Years ago, when my mother passed and the nurses made us leave the hospital room, I went down to the ground floor to call her. I went downstairs to call my mother, to tell her that my mother had passed away, so I could hear her say that everything would be alright. For a while, this kept happening to me, but eventually it stopped. Until now.

“Mom, is everything going to be okay?” Again, I said: “Yes”.  

– Manina Danou

In the morning, emails from teachers arrive one after the other while she still looks for her math homework. She completed it a week ago, but lost it in the house – how is that even possible? She bursts out laughing at my first attempts to cook Chinese food. She reads poems by Apollinaire, because she has to, and verses by Rupi Kaur, because she loves them. No, I am not kidding myself: I know that Tik Tok will eventually win her over by the end of the day.

She cuts and sews clothes – a family gift from her father’s side. We watch Martin Luther King’s “I have a dream” speech for her English class. In the evening, she confides in me about her old childish fears, she shares secrets with me, small and big. Although, it’s clear, I shouldn’t expect her to talk to me about the issue that was raised within her teenage group of friends. They say among themselves that the schools will reopen after Easter.

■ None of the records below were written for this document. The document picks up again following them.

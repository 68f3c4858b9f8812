//! Batch seeding of the school schema with synthetic data.
//!
//! # Responsibility
//! - Populate groups, teachers, courses, students and grades in dependency
//!   order, one committed batch per kind.
//! - Draw every random choice from a caller-supplied `SeedSource`.
//!
//! # Invariants
//! - A batch starts only after its prerequisite batch has committed.
//! - Every generated grade references a student and course created here.
//! - Seeding never deletes: a non-empty store accumulates rows.

use crate::model::records::{
    is_valid_grade, Course, Group, NewCourse, NewGrade, NewGroup, NewStudent, NewTeacher,
    Student, Teacher,
};
use crate::repo::school_repo::{RepoError, RepoResult, SchoolRepository, SchoolTable};
use crate::seed::source::SeedSource;
use chrono::{Local, NaiveDate};
use log::{error, info, warn};
use std::error::Error;
use std::fmt::{Display, Formatter};
use std::ops::RangeInclusive;
use std::time::Instant;

pub const DEFAULT_GROUP_NAMES: &[&str] = &["Group A", "Group B", "Group C"];
pub const DEFAULT_COURSE_NAMES: &[&str] = &[
    "Mathematics",
    "Physics",
    "History",
    "Programming",
    "Philosophy",
];
pub const DEFAULT_TEACHER_COUNT: usize = 4;
pub const DEFAULT_STUDENT_COUNT: usize = 50;
pub const DEFAULT_GRADES_PER_PAIR: usize = 5;
pub const DEFAULT_GRADE_RANGE: RangeInclusive<i64> = 50..=100;
pub const DEFAULT_GRADE_WINDOW_DAYS: u32 = 365;

pub type SeedResult<T> = Result<T, SeedError>;

#[derive(Debug)]
pub enum SeedError {
    /// Configuration cannot produce referentially valid data.
    InvalidConfig(String),
    /// The `SeedSource` returned an index outside the collection it was given.
    InvalidSource(String),
    Repo(RepoError),
}

impl Display for SeedError {
    fn fmt(&self, f: &mut Formatter<'_>) -> std::fmt::Result {
        match self {
            Self::InvalidConfig(message) => write!(f, "invalid seed config: {message}"),
            Self::InvalidSource(message) => write!(f, "invalid seed source: {message}"),
            Self::Repo(err) => write!(f, "{err}"),
        }
    }
}

impl Error for SeedError {
    fn source(&self) -> Option<&(dyn Error + 'static)> {
        match self {
            Self::InvalidConfig(_) => None,
            Self::InvalidSource(_) => None,
            Self::Repo(err) => Some(err),
        }
    }
}

impl From<RepoError> for SeedError {
    fn from(value: RepoError) -> Self {
        Self::Repo(value)
    }
}

/// Shape of the synthetic data set.
#[derive(Debug, Clone, PartialEq, Eq)]
pub struct SeedConfig {
    pub group_names: Vec<String>,
    pub teacher_count: usize,
    pub course_names: Vec<String>,
    pub student_count: usize,
    /// Grades generated for every (student, course) pair.
    pub grades_per_pair: usize,
    pub grade_range: RangeInclusive<i64>,
    /// Grade dates fall within this many days before `reference_date`.
    pub grade_window_days: u32,
    pub reference_date: NaiveDate,
}

impl Default for SeedConfig {
    fn default() -> Self {
        Self {
            group_names: DEFAULT_GROUP_NAMES.iter().map(|name| name.to_string()).collect(),
            teacher_count: DEFAULT_TEACHER_COUNT,
            course_names: DEFAULT_COURSE_NAMES.iter().map(|name| name.to_string()).collect(),
            student_count: DEFAULT_STUDENT_COUNT,
            grades_per_pair: DEFAULT_GRADES_PER_PAIR,
            grade_range: DEFAULT_GRADE_RANGE,
            grade_window_days: DEFAULT_GRADE_WINDOW_DAYS,
            reference_date: Local::now().date_naive(),
        }
    }
}

impl SeedConfig {
    /// Checks that every dependent batch has something to reference.
    pub fn validate(&self) -> SeedResult<()> {
        if !self.course_names.is_empty() && self.teacher_count == 0 {
            return Err(SeedError::InvalidConfig(
                "courses need at least one teacher".to_string(),
            ));
        }
        if self.student_count > 0 && self.group_names.is_empty() {
            return Err(SeedError::InvalidConfig(
                "students need at least one group".to_string(),
            ));
        }
        let (low, high) = (*self.grade_range.start(), *self.grade_range.end());
        if low > high {
            return Err(SeedError::InvalidConfig(format!(
                "grade range {low}..={high} is empty"
            )));
        }
        if !is_valid_grade(low) || !is_valid_grade(high) {
            return Err(SeedError::InvalidConfig(format!(
                "grade range {low}..={high} exceeds storable grades"
            )));
        }
        if self.expected_grade_count().is_none() {
            return Err(SeedError::InvalidConfig(format!(
                "{} students x {} courses x {} grades overflows the grade count",
                self.student_count,
                self.course_names.len(),
                self.grades_per_pair
            )));
        }
        Ok(())
    }

    /// Number of grade rows one run produces, `None` when it overflows `usize`.
    pub fn expected_grade_count(&self) -> Option<usize> {
        self.student_count
            .checked_mul(self.course_names.len())?
            .checked_mul(self.grades_per_pair)
    }
}

/// Records created by one seeding run.
#[derive(Debug, Clone, PartialEq, Eq)]
pub struct SeedSummary {
    pub groups: Vec<Group>,
    pub teachers: Vec<Teacher>,
    pub courses: Vec<Course>,
    pub students: Vec<Student>,
    pub grade_count: usize,
}

/// Seeds the store batch by batch: groups, teachers, courses, students, grades.
///
/// # Errors
/// - `SeedError::InvalidConfig` before any write when `config` is unusable.
/// - `SeedError::Repo` when a batch fails; earlier batches stay committed and
///   the failing batch leaves no rows.
pub fn seed_data<R, S>(repo: &mut R, source: &mut S, config: &SeedConfig) -> SeedResult<SeedSummary>
where
    R: SchoolRepository,
    S: SeedSource,
{
    config.validate()?;
    let started_at = Instant::now();
    info!("event=seed_data module=seed status=start");

    let existing_groups = repo.count_rows(SchoolTable::Groups)?;
    if existing_groups > 0 {
        warn!(
            "event=seed_data module=seed status=accumulate existing_groups={existing_groups}"
        );
    }

    let new_groups: Vec<NewGroup> = config.group_names.iter().map(NewGroup::new).collect();
    let groups = run_batch("groups", || repo.insert_groups(&new_groups))?;

    let new_teachers: Vec<NewTeacher> = (0..config.teacher_count)
        .map(|_| NewTeacher::new(source.first_name(), source.last_name()))
        .collect();
    let teachers = run_batch("teachers", || repo.insert_teachers(&new_teachers))?;

    let mut new_courses = Vec::with_capacity(config.course_names.len());
    for course_name in &config.course_names {
        let teacher = choose(source, &teachers, "teachers")?;
        new_courses.push(NewCourse::new(course_name, Some(teacher.id)));
    }
    let courses = run_batch("courses", || repo.insert_courses(&new_courses))?;

    let mut new_students = Vec::with_capacity(config.student_count);
    for _ in 0..config.student_count {
        let first_name = source.first_name();
        let last_name = source.last_name();
        let group = choose(source, &groups, "groups")?;
        new_students.push(NewStudent::new(first_name, last_name, Some(group.id)));
    }
    let students = run_batch("students", || repo.insert_students(&new_students))?;

    let mut new_grades = Vec::with_capacity(config.expected_grade_count().unwrap_or(0));
    for student in &students {
        for course in &courses {
            for _ in 0..config.grades_per_pair {
                new_grades.push(NewGrade {
                    student_id: student.id,
                    course_id: course.id,
                    value: source.grade_value(config.grade_range.clone()),
                    grade_date: source
                        .date_within(config.reference_date, config.grade_window_days),
                });
            }
        }
    }
    let grades = run_batch("grades", || repo.insert_grades(&new_grades))?;

    info!(
        "event=seed_data module=seed status=ok duration_ms={} groups={} teachers={} courses={} students={} grades={}",
        started_at.elapsed().as_millis(),
        groups.len(),
        teachers.len(),
        courses.len(),
        students.len(),
        grades.len()
    );

    Ok(SeedSummary {
        groups,
        teachers,
        courses,
        students,
        grade_count: grades.len(),
    })
}

fn run_batch<T>(
    batch: &'static str,
    insert: impl FnOnce() -> RepoResult<Vec<T>>,
) -> SeedResult<Vec<T>> {
    let started_at = Instant::now();
    match insert() {
        Ok(rows) => {
            info!(
                "event=seed_batch module=seed status=ok batch={batch} rows={} duration_ms={}",
                rows.len(),
                started_at.elapsed().as_millis()
            );
            Ok(rows)
        }
        Err(err) => {
            error!(
                "event=seed_batch module=seed status=error batch={batch} duration_ms={} error={}",
                started_at.elapsed().as_millis(),
                err
            );
            Err(err.into())
        }
    }
}

fn choose<'a, T, S: SeedSource>(
    source: &mut S,
    items: &'a [T],
    label: &str,
) -> SeedResult<&'a T> {
    if items.is_empty() {
        return Err(SeedError::InvalidConfig(format!("no {label} to choose from")));
    }
    let index = source.pick_index(items.len());
    items.get(index).ok_or_else(|| {
        SeedError::InvalidSource(format!(
            "index {index} out of bounds for {} {label}",
            items.len()
        ))
    })
}

#[cfg(test)]
mod tests {
    use super::{SeedConfig, SeedError};

    #[test]
    fn default_config_is_valid_and_sized_like_the_demo() {
        let config = SeedConfig::default();
        config.validate().unwrap();
        assert_eq!(config.group_names.len(), 3);
        assert_eq!(config.teacher_count, 4);
        assert_eq!(config.course_names.len(), 5);
        assert_eq!(config.expected_grade_count(), Some(1250));
    }

    #[test]
    fn courses_without_teachers_are_rejected() {
        let config = SeedConfig {
            teacher_count: 0,
            ..SeedConfig::default()
        };
        assert!(matches!(config.validate(), Err(SeedError::InvalidConfig(_))));
    }

    #[test]
    fn grade_range_must_stay_storable() {
        let config = SeedConfig {
            grade_range: 0..=100,
            ..SeedConfig::default()
        };
        let err = config.validate().unwrap_err();
        assert!(err.to_string().contains("exceeds storable grades"));

        let inverted = SeedConfig {
            grade_range: 90..=60,
            ..SeedConfig::default()
        };
        assert!(inverted.validate().unwrap_err().to_string().contains("empty"));
    }

    #[test]
    fn oversized_grade_count_is_rejected() {
        let config = SeedConfig {
            student_count: usize::MAX,
            ..SeedConfig::default()
        };
        assert_eq!(config.expected_grade_count(), None);
        let err = config.validate().unwrap_err();
        assert!(matches!(err, SeedError::InvalidConfig(_)));
        assert!(err.to_string().contains("overflows"));
    }
}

I tell her one day at a time.


 – Elis Kiss

And all of a sudden the clocks stopped their countdown. The alarm clock fell silent. We don’t rush to make it to school in time for the first bell. The app I usually consult for traffic information on the highway towards Faliro is now useless. The minute hands are not an enemy army anymore, marching in quickstep to achieve another defeat: that I didn’t manage to leave on time, to arrive early, to send that email, to get back home on time.

Time has suddenly expanded, it seems to be never ending; there is, after all, no expiry date on this quarantine. Along with this redefinition of time there has been a redefinition of work routines, of home life and of human relationships. Someone who would have been considered rude a few days ago because they refused a handshake is now seen as a responsible citizen. Those who we love we keep away from. We are present at our jobs working from a distance.


The only thing that stays the same is our house: it is our refuge, our safe space. There’s beauty in discovering it all over again, even if it happens when we’re scrubbing the most unlikely corners. It is wonderful to spend time with your loved ones without a timer. And when all this is over, it will be thrilling to rediscover the world.

– Maria Athanasiou

I make coffee. I open the balcony doors to breathe in fresh air. I feed the cats. I go on the internet. I read. I dust. I listen to the radio. I call my father, who’s in the village: “Eat well and be careful.”

I write for the newspaper. I answer emails. I cook. I watch television. I pet the cats. I put a load of washing on. I peel an orange. I go on the balcony. I write again. I speak with colleagues and friends on the phone. I go on the internet again. Maybe I’ll read a witty comment that will make me smile. These are the pieces that make up the puzzle of my new daily life in the times of a pandemic. The order might change but the overall picture stays the same: a mix of anxiety and optimism, a few “waves” of fear, love and gratitude for my loved ones, who are by my side even though they are not next to me, and a sense of responsibility.


A few days ago I went out for a short walk in the sunshine. I walked by a florist’s. I bought a bouquet of freesias. “To bring the spring inside the house”, I said to the florist, smiling. He grabbed another bouquet and gave it to me. “This is on the house,” he said. “And rest assured we will get through this!” Another week of confinement begins tomorrow. How different will we all be when this is over?